Une ambiance de rêve

Quand je dis que les choses changent, je veux dire que les choses ne sont pas statiques. Les choses sont en train de bouger. Elles ont tendance à changer. Rien que moi, en tant que femme arabe, j’ai passé différentes phases, j’ai été transformée par les courants, et j’ai été porteuse de ce changement. Même au sein des familles arabes les plus conservatrices, les femmes maintenant vont à l’école. Quand elles arrivent à s’instruire, elles deviennent enseignantes, médecins, ingénieurs, pharmaciennes, écrivaines et journalistes, musiciennes et artistes. Beaucoup de femmes sont aujourd’hui considérées comme indispensables, plus fortes que les hommes, plus créatives que les hommes et plus importantes que les hommes. Les choses ont changé.

Mais faites attention. Quand je vois notre image dans les médias occidentaux nous montrant comme des créatures affreuses enveloppées dans leurs tchadors, avec des masques de cuirs, des harems derrière leurs voiles, je me demande avec stupéfaction : « Pourquoi nous voient-ils ainsi figées sur une réalité, dans une phase statique ?! Ils tirent de nous une image constamment morose, ils nous voient à travers une lumière unique ! Est-ce cela qu’ils considèrent comme une image fidèle ? Pensent-ils que Dieu nous a créées différentes du reste du sexe féminin, incapables d’évoluer ? ! »

Maintenant, laissez-moi vous raconter cette histoire, comment je me suis trouvée face à une réalité qui ne croit pas dans une réalité statique. Comment j’ai découvert que ce que les gens dans une certaine culture considèrent comme vrai n’est pas la Vérité, parce que les choses ne sont ni figées ni statiques, parce que les choses continuent d’avancer, d’évoluer dans leur essence et dans leur forme.

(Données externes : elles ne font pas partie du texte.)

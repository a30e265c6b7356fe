//! Scene-step specification produced by the model
//!
//! The function arguments decode into [`ApiInfo`]; the step value stored on
//! the platform is the JSON of [`ApiSpec`].

use serde::{Deserialize, Serialize};

/// Body type that gets pretty-printed
pub const APPLICATION_JSON: &str = "application/json";

/// One HTTP call of a scene step
#[derive(Debug, Clone, Default, PartialEq, Serialize, Deserialize)]
#[serde(rename_all = "camelCase")]
pub struct ApiInfo {
    /// Step local id
    #[serde(default, skip_serializing_if = "String::is_empty")]
    pub id: String,
    /// Display name
    #[serde(default)]
    pub name: String,
    /// Request URL
    #[serde(default)]
    pub url: String,
    /// HTTP method
    #[serde(default)]
    pub method: String,
    /// Request headers
    #[serde(default)]
    pub headers: Vec<ApiParam>,
    /// Query parameters
    #[serde(default)]
    pub params: Vec<ApiParam>,
    /// Request body
    #[serde(default)]
    pub body: ApiBody,
    /// Values extracted from the response
    #[serde(default)]
    pub out_params: Vec<ApiOutParam>,
    /// Response assertions
    #[serde(default)]
    pub asserts: Vec<ApiAssert>,
}

impl ApiInfo {
    /// Overlay the caller-known summary onto model output
    pub fn overlay_summary(&mut self, name: &str, method: &str, url: &str) {
        self.name = name.to_string();
        self.method = method.to_string();
        self.url = url.to_string();
    }

    /// Pretty-print a JSON body given as a string
    ///
    /// Bodies that are not valid JSON are left as they are.
    pub fn prettify_body(&mut self) {
        if self.body.body_type != APPLICATION_JSON {
            return;
        }
        let serde_json::Value::String(raw) = &self.body.content else {
            return;
        };
        let Ok(parsed) = serde_json::from_str::<serde_json::Value>(raw) else {
            return;
        };
        if let Ok(pretty) = serde_json::to_string_pretty(&parsed) {
            self.body.content = serde_json::Value::String(pretty);
        }
    }
}

/// Key/value pair of headers and query params
#[derive(Debug, Clone, Default, PartialEq, Eq, Serialize, Deserialize)]
pub struct ApiParam {
    /// Name
    #[serde(default)]
    pub key: String,
    /// Value or expression
    #[serde(default)]
    pub value: String,
    /// Description
    #[serde(default, skip_serializing_if = "String::is_empty")]
    pub desc: String,
}

/// Request body
#[derive(Debug, Clone, Default, PartialEq, Serialize, Deserialize)]
pub struct ApiBody {
    /// Content type, e.g. `application/json`
    #[serde(rename = "type", default)]
    pub body_type: String,
    /// Body content, usually a string
    #[serde(default)]
    pub content: serde_json::Value,
}

/// Output extracted from a response
#[derive(Debug, Clone, Default, PartialEq, Eq, Serialize, Deserialize)]
#[serde(rename_all = "camelCase")]
pub struct ApiOutParam {
    /// Variable name
    #[serde(default)]
    pub key: String,
    /// Where to read from: status, header, body:json ...
    #[serde(default)]
    pub source: String,
    /// Extraction expression
    #[serde(default)]
    pub expression: String,
    /// Match index for multi-valued results
    #[serde(default, skip_serializing_if = "String::is_empty")]
    pub match_index: String,
}

/// Response assertion
#[derive(Debug, Clone, Default, PartialEq, Eq, Serialize, Deserialize)]
pub struct ApiAssert {
    /// Asserted output param
    #[serde(default)]
    pub arg: String,
    /// Comparison operator
    #[serde(default)]
    pub operator: String,
    /// Expected value
    #[serde(default)]
    pub value: String,
}

/// Stored step value
#[derive(Debug, Clone, Default, PartialEq, Serialize, Deserialize)]
pub struct ApiSpec {
    /// The API call
    #[serde(rename = "apiSpec")]
    pub api_info: ApiInfo,
    /// Loop strategy, never generated
    #[serde(rename = "loop")]
    pub loop_strategy: Option<serde_json::Value>,
}

impl ApiSpec {
    /// Wrap an API call without loop strategy
    #[inline]
    #[must_use]
    pub fn new(api_info: ApiInfo) -> Self {
        Self {
            api_info,
            loop_strategy: None,
        }
    }
}
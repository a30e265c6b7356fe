//! Scenegen command line
//!
//! - `validate`: check a batch envelope without side effects
//! - `plan`: show the resolution strategy and API selection of every requirement
//! - `schema`: print the function schema handed to the model
//! - `generate`: generate one step for a single API detail file

use anyhow::{bail, Context, Result};
use clap::{value_parser, Arg, ArgAction, ArgMatches, Command};
use scenegen_core::{
    ApiInfo, ApiOperation, ApiSpec, ApplyRequest, GeneratorConfig, Orchestrator,
    ResolutionStrategy, SceneStepFunction, StepVariables,
};
use scenegen_llm::{FunctionCaller, OpenAiFunctionClient};
use std::path::{Path, PathBuf};
use tokio_util::sync::CancellationToken;
use tracing_subscriber::EnvFilter;

fn cli() -> Command {
    Command::new("scenegen")
        .version(scenegen_core::VERSION)
        .about("Autotest scene-step generation")
        .arg_required_else_help(true)
        .arg(
            Arg::new("config")
                .long("config")
                .global(true)
                .value_parser(value_parser!(PathBuf))
                .help("Generator configuration (TOML)"),
        )
        .arg(
            Arg::new("json-logs")
                .long("json-logs")
                .global(true)
                .action(ArgAction::SetTrue)
                .help("Emit logs as JSON lines"),
        )
        .subcommand(
            Command::new("validate")
                .about("Validate a batch envelope")
                .arg(
                    Arg::new("file")
                        .required(true)
                        .value_parser(value_parser!(PathBuf))
                        .help("Envelope JSON file"),
                ),
        )
        .subcommand(
            Command::new("plan")
                .about("Show how each requirement would be resolved")
                .arg(
                    Arg::new("file")
                        .required(true)
                        .value_parser(value_parser!(PathBuf))
                        .help("Envelope JSON file"),
                ),
        )
        .subcommand(Command::new("schema").about("Print the function schema as JSON"))
        .subcommand(
            Command::new("generate")
                .about("Generate one step for an API detail file")
                .arg(
                    Arg::new("api")
                        .long("api")
                        .required(true)
                        .value_parser(value_parser!(PathBuf))
                        .help("API operation JSON file"),
                )
                .arg(
                    Arg::new("prompt")
                        .long("prompt")
                        .default_value("")
                        .help("Replace the fixed user prompt"),
                ),
        )
}

#[tokio::main]
async fn main() -> Result<()> {
    let matches = cli().get_matches();
    init_tracing(matches.get_flag("json-logs"));

    let config = match matches.get_one::<PathBuf>("config") {
        Some(path) => GeneratorConfig::from_path(path)?,
        None => GeneratorConfig::default(),
    };

    match matches.subcommand() {
        Some(("validate", args)) => validate(args),
        Some(("plan", args)) => plan(args),
        Some(("schema", _)) => {
            let schema = SceneStepFunction.schema()?;
            println!("{}", serde_json::to_string_pretty(&schema)?);
            Ok(())
        }
        Some(("generate", args)) => generate(&config, args).await,
        _ => Ok(()),
    }
}

fn init_tracing(json: bool) {
    let filter = EnvFilter::try_from_default_env().unwrap_or_else(|_| EnvFilter::new("info"));
    let builder = tracing_subscriber::fmt()
        .with_env_filter(filter)
        .with_writer(std::io::stderr);
    if json {
        builder.json().init();
    } else {
        builder.init();
    }
}

fn read_envelope(path: &Path) -> Result<ApplyRequest> {
    let bytes = std::fs::read(path).with_context(|| format!("read {}", path.display()))?;
    serde_json::from_slice(&bytes).with_context(|| format!("decode {}", path.display()))
}

fn validate(args: &ArgMatches) -> Result<()> {
    let Some(path) = args.get_one::<PathBuf>("file") else {
        bail!("missing envelope file");
    };
    let request = read_envelope(path)?;
    Orchestrator::validate(&request)?;
    println!(
        "OK: {} requirements (need_adjust={})",
        request.function_params.requirements.len(),
        request.need_adjust
    );
    Ok(())
}

fn plan(args: &ArgMatches) -> Result<()> {
    let Some(path) = args.get_one::<PathBuf>("file") else {
        bail!("missing envelope file");
    };
    let request = read_envelope(path)?;
    Orchestrator::validate(&request)?;

    for (index, requirement) in request.function_params.requirements.iter().enumerate() {
        let target = requirement.target;
        let strategy = ResolutionStrategy::for_target(&target);
        let calls: Vec<String> = strategy
            .planned_calls()
            .iter()
            .map(ToString::to_string)
            .collect();

        println!("requirements[{index}]");
        println!(
            "  target:    space={} scene_set={} scene={}",
            target.space_id, target.scene_set_id, target.scene_id
        );
        println!("  strategy:  {strategy:?}");
        if calls.is_empty() {
            println!("  calls:     none");
        } else {
            println!("  calls:     {}", calls.join(", "));
        }

        let apis = &requirement.apis;
        if requirement.is_adjusted() {
            println!("  apis:      replay of adjusted step");
        } else if apis.selects_all() {
            println!("  apis:      all of asset {} (version {})", apis.asset_id, apis.version_id);
        } else {
            println!(
                "  apis:      index ids {:?}, operation ids {:?}",
                apis.api_index_ids, apis.api_operation_ids
            );
        }
    }
    Ok(())
}

async fn generate(config: &GeneratorConfig, args: &ArgMatches) -> Result<()> {
    let Some(path) = args.get_one::<PathBuf>("api") else {
        bail!("missing api file");
    };
    let prompt = args.get_one::<String>("prompt").map_or("", String::as_str);
    let bytes = std::fs::read(path).with_context(|| format!("read {}", path.display()))?;
    let detail: ApiOperation =
        serde_json::from_slice(&bytes).with_context(|| format!("decode {}", path.display()))?;

    let api_key = std::env::var(&config.llm.api_key_env)
        .with_context(|| format!("{} is not set", config.llm.api_key_env))?;
    let client = OpenAiFunctionClient::new(config.llm.client_config(api_key))?;

    let function = SceneStepFunction.definition()?;
    let options = SceneStepFunction.completion_options();
    let messages = SceneStepFunction.messages(
        &serde_json::to_string(&detail)?,
        &StepVariables::default().render(),
        prompt,
    );

    let cancel = CancellationToken::new();
    let interrupt = cancel.clone();
    tokio::spawn(async move {
        if tokio::signal::ctrl_c().await.is_ok() {
            interrupt.cancel();
        }
    });

    tracing::info!("Generating step for {} {}", detail.method, detail.path);
    let call = tokio::select! {
        () = cancel.cancelled() => bail!("interrupted"),
        call = client.call_function(&messages, &function, &options) => call?,
    };

    let mut api_info: ApiInfo =
        serde_json::from_str(&call.arguments).context("decode function arguments")?;
    api_info.overlay_summary(&detail.description, &detail.method, &detail.path);
    api_info.prettify_body();
    println!("{}", serde_json::to_string_pretty(&ApiSpec::new(api_info))?);
    Ok(())
}
//! Context prompt builder
//!
//! Collects the five variable sets visible at a scene step and renders them
//! into a labeled text block. The block is opaque prompt context; nothing
//! parses it back.

use crate::context::ApplyContext;
use crate::error::{Cancelled, PlatformError};
use crate::platform::{ContextVariable, StepContextSource};
use std::sync::Arc;

/// Variables visible at one scene step
#[derive(Debug, Clone, Default, PartialEq, Eq)]
pub struct StepVariables {
    /// Scene-level inputs
    pub scene_inputs: Vec<ContextVariable>,
    /// Outputs of preceding steps
    pub preceding_step_outputs: Vec<ContextVariable>,
    /// Outputs of preceding configuration sheets
    pub preceding_config_sheet_outputs: Vec<ContextVariable>,
    /// Global configuration outputs
    pub global_config_outputs: Vec<ContextVariable>,
    /// Mock inputs
    pub mock_inputs: Vec<ContextVariable>,
}

impl StepVariables {
    /// Render the five labeled sections
    #[must_use]
    pub fn render(&self) -> String {
        format!(
            "\nScene inputs: {}\nPreceding step outputs: {}\nPreceding config sheet outputs: {}\n\
             Global config inputs: {}\nMock: {}\n",
            to_json(&self.scene_inputs),
            to_json(&self.preceding_step_outputs),
            to_json(&self.preceding_config_sheet_outputs),
            to_json(&self.global_config_outputs),
            to_json(&self.mock_inputs),
        )
    }
}

fn to_json(vars: &[ContextVariable]) -> String {
    serde_json::to_string(vars).unwrap_or_else(|_| "[]".to_string())
}

/// Builds the context prompt of a scene step
#[derive(Clone)]
pub struct ContextPromptBuilder {
    source: Arc<dyn StepContextSource>,
}

impl std::fmt::Debug for ContextPromptBuilder {
    fn fmt(&self, f: &mut std::fmt::Formatter<'_>) -> std::fmt::Result {
        f.debug_struct("ContextPromptBuilder").finish_non_exhaustive()
    }
}

impl ContextPromptBuilder {
    /// Create builder
    #[inline]
    #[must_use]
    pub fn new(source: Arc<dyn StepContextSource>) -> Self {
        Self { source }
    }

    /// Gather the five sets concurrently
    ///
    /// `step_id` 0 addresses a step appended at the end of the scene.
    ///
    /// # Errors
    /// - `Ok(Err(_))` with the first collaborator failure
    /// - `Err(Cancelled)` if the batch was cancelled
    pub async fn gather(
        &self,
        ctx: &ApplyContext,
        step_id: u64,
        scene_id: u64,
    ) -> Result<Result<StepVariables, PlatformError>, Cancelled> {
        let user = ctx.user_id.as_str();
        let source = &self.source;
        ctx.guard(async move {
            let (
                scene_inputs,
                preceding_step_outputs,
                preceding_config_sheet_outputs,
                global_config_outputs,
                mock_inputs,
            ) = tokio::try_join!(
                source.scene_inputs(scene_id, user),
                source.preceding_step_outputs(step_id, scene_id, user),
                source.preceding_config_sheet_outputs(step_id, scene_id, user),
                source.global_config_outputs(scene_id, user),
                source.mock_inputs(scene_id, user),
            )?;
            Ok(StepVariables {
                scene_inputs,
                preceding_step_outputs,
                preceding_config_sheet_outputs,
                global_config_outputs,
                mock_inputs,
            })
        })
        .await
    }

    /// Gather and render
    ///
    /// # Errors
    /// Same as [`ContextPromptBuilder::gather`]
    pub async fn build(
        &self,
        ctx: &ApplyContext,
        step_id: u64,
        scene_id: u64,
    ) -> Result<Result<String, PlatformError>, Cancelled> {
        let vars = self.gather(ctx, step_id, scene_id).await?;
        Ok(vars.map(|v| {
            tracing::debug!(
                "context prompt for scene {}: {} scene inputs, {} step outputs",
                scene_id,
                v.scene_inputs.len(),
                v.preceding_step_outputs.len()
            );
            v.render()
        }))
    }
}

Quand j’étais enfant, j’avais un professeur qui constamment mentionnait le mot Changement, sur des tons et avec des sens différents. Il prononçait le mot Changement quand il parlait de justice sociale. Il disait Changement quand il parlait de répartition équitable des richesses arabes. Il disait Changement quand il parlait du statut des femmes arabes et il disait Changement quand il parlait des régimes arabes dépassés. Chacun de nous a respecté et admiré cet enseignant. Les jeunes voulaient être comme lui, les anciens ont voulu le cacher quand il a été recherché par la police.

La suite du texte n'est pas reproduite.